If you are using a provider like Runcloud , you may need to customise the cache configuration to make this work.
How it works?
The process is simple. Before to load a page on WordPress, we check if that post or page has this constant. If it has been defined then we create a “secret/special” header that will tell the server to bypass and more important, to not store the cache on this particular page.
We use the header
wph-no-cache, so you can setup your server to bypass cache. We have also added special configuration for the most known providers.
The header is set on WordPress when we detect the constant and it is checked by the server and that makes it skip the cache storage.
We also set other headers like Cache-Control and Expires, and we also setup a cookie, but we explain below why this was not enough.
Why do not you use queries, cookies, urls or other tools already predefined by the providers?
All providers already have their own set of exclusion rules, and the most common ones include urls, cookies and queries, but this was not working for us, this is why:
We starting using cookies, as this is the easy way to tell the server cache to bypass a page and all providers are already using a cookie to bypass cache (the login cookie for example).
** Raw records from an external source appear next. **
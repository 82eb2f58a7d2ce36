//! `analyze_image` tool - vision analysis
//!
//! Wraps a single chat completion against the vision model. The user
//! message carries two parts: the instruction text and an image reference
//! with a detail hint.

use serde::Deserialize;
use serde_json::{json, Value};

use crate::error::{GrokMcpError, Result};
use crate::tools::{parse_input, ToolDescriptor};
use crate::xai::types::{ChatCompletionRequest, ChatMessage, ContentPart, ImageUrlPart};
use crate::xai::XaiApi;

pub const NAME: &str = "analyze_image";

/// Model used for vision requests
pub const VISION_MODEL: &str = "grok-2-vision-1212";

/// Instruction used when the caller supplies none
const DEFAULT_PROMPT: &str = "Describe this image in detail.";

const DETAIL_LEVELS: [&str; 3] = ["low", "high", "auto"];

pub fn descriptor() -> ToolDescriptor {
    ToolDescriptor {
        name: NAME,
        description: "Analyze an image with the Grok vision model. Accepts an HTTP(S) \
                      URL or a data: URI.",
        input_schema: json!({
            "type": "object",
            "properties": {
                "image_url": {
                    "type": "string",
                    "description": "URL or data: URI of the image to analyze"
                },
                "prompt": {
                    "type": "string",
                    "description": "Instruction for the analysis (defaults to a general description)"
                },
                "detail": {
                    "type": "string",
                    "enum": DETAIL_LEVELS,
                    "description": "Image detail hint"
                }
            },
            "required": ["image_url"]
        }),
    }
}

#[derive(Debug, Deserialize)]
pub struct AnalyzeImageInput {
    pub image_url: String,
    #[serde(default)]
    pub prompt: Option<String>,
    #[serde(default)]
    pub detail: Option<String>,
}

impl AnalyzeImageInput {
    pub fn validate(&self) -> Result<()> {
        let url = self.image_url.trim();
        if url.is_empty() {
            return Err(GrokMcpError::invalid_input("image_url must not be empty"));
        }
        if !(url.starts_with("http://")
            || url.starts_with("https://")
            || url.starts_with("data:image/"))
        {
            return Err(GrokMcpError::invalid_input(
                "image_url must be an http(s) URL or a data:image/ URI",
            ));
        }
        if let Some(detail) = &self.detail {
            if !DETAIL_LEVELS.contains(&detail.as_str()) {
                return Err(GrokMcpError::invalid_input(format!(
                    "detail must be one of {:?}, got {:?}",
                    DETAIL_LEVELS, detail
                )));
            }
        }
        Ok(())
    }
}

pub async fn run(args: Value, api: &dyn XaiApi) -> Result<Value> {
    let input: AnalyzeImageInput = parse_input(NAME, args)?;
    input.validate()?;

    let instruction = input
        .prompt
        .clone()
        .unwrap_or_else(|| DEFAULT_PROMPT.to_string());

    let request = ChatCompletionRequest {
        model: VISION_MODEL.to_string(),
        messages: vec![ChatMessage::user_parts(vec![
            ContentPart::Text { text: instruction },
            ContentPart::ImageUrl {
                image_url: ImageUrlPart {
                    url: input.image_url.clone(),
                    detail: input.detail.clone(),
                },
            },
        ])],
        temperature: None,
        max_tokens: None,
        top_p: None,
        frequency_penalty: None,
        presence_penalty: None,
    };

    let response = api.chat_completion(&request).await?;

    Ok(json!({
        "analysis": response.first_text().unwrap_or_default(),
        "model": response.model,
        "usage": response.usage,
    }))
}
But the cookies alone are not a solution and they do not work as expected.
When you are setting up the cookie at the PHP level, it is too late to tell the server not to store the cache. So the cookie is set, but the cache is stored as well at the same time.
That means the if the user removes the cookie, or worse, if any other user visit the same URL after it has been stored, then that new user will be shown the stored cache version of the page. And we cannot even put the cookie then, because the PHP of WordPress (and our plugin) does not even run.
We could also use queries to prevent cache, as again most providers will exclude pages with queries, and that could work, but for doing this we will need to redirect all request to a new url with that especial no-cache query. This will duplicate the number or requests on the server for those pages, and that of course will have an impact on the server performance, which is the whole opposite of what we are trying to achieve here, so we decided not to do this and keep looking.
The url exclusion, as explained above, means that you need to edit the exclusion rules manually with any change on them, so not really a solution to the problem.
Then there are other headers which are meant to be used to prevent cache: Cache-control headers, Expires and Pragma.
- Pragma is ignored by nginx, which is the most common server now. We are setting it on our plugin, just in case, but we never expected it to work.
- Expires and Cache-Control will help with the browser cache, and therefore we also setup them on our plugin. But again, it is common for Nginx server cache to ignore those two headers, so this won’t work with most cache solutions based on Nginx servers .
So we needed something different and we decided to use that secret header that together with a small configuration on your server, it will work nicely.
For now we wanted to launch it so other people can benefit from that as soon as possible.
We plan to add more providers (we will contact them to see if they are interested) first, so it requires less configuration from the users to work.
Then we might add some performance features, but we want to keep it simple and easy to use.
We have some ideas already written down on the Readme. Please open an issue with any feature request you may have.
References and inspiration
We got some inspiration and get some code from the following sources (this is also on the Readme of the plugin here).
We have used some code from the plugin https://wordpress.org/plugins/slim-maintenance-mode/ by Johannes @wpdocde
and also from https://wordpress.org/plugins/fresh-forms-for-gravity/ by Samuel Aguilera @samuelaguilera
Thank you specially to the Gridpane support team for helping me during my tests and for giving me the last hint to crack this.
Other links and texts to read that I have used (some are more interesting than others):
Thank you very much all for your help. We hope you find the plugin useful.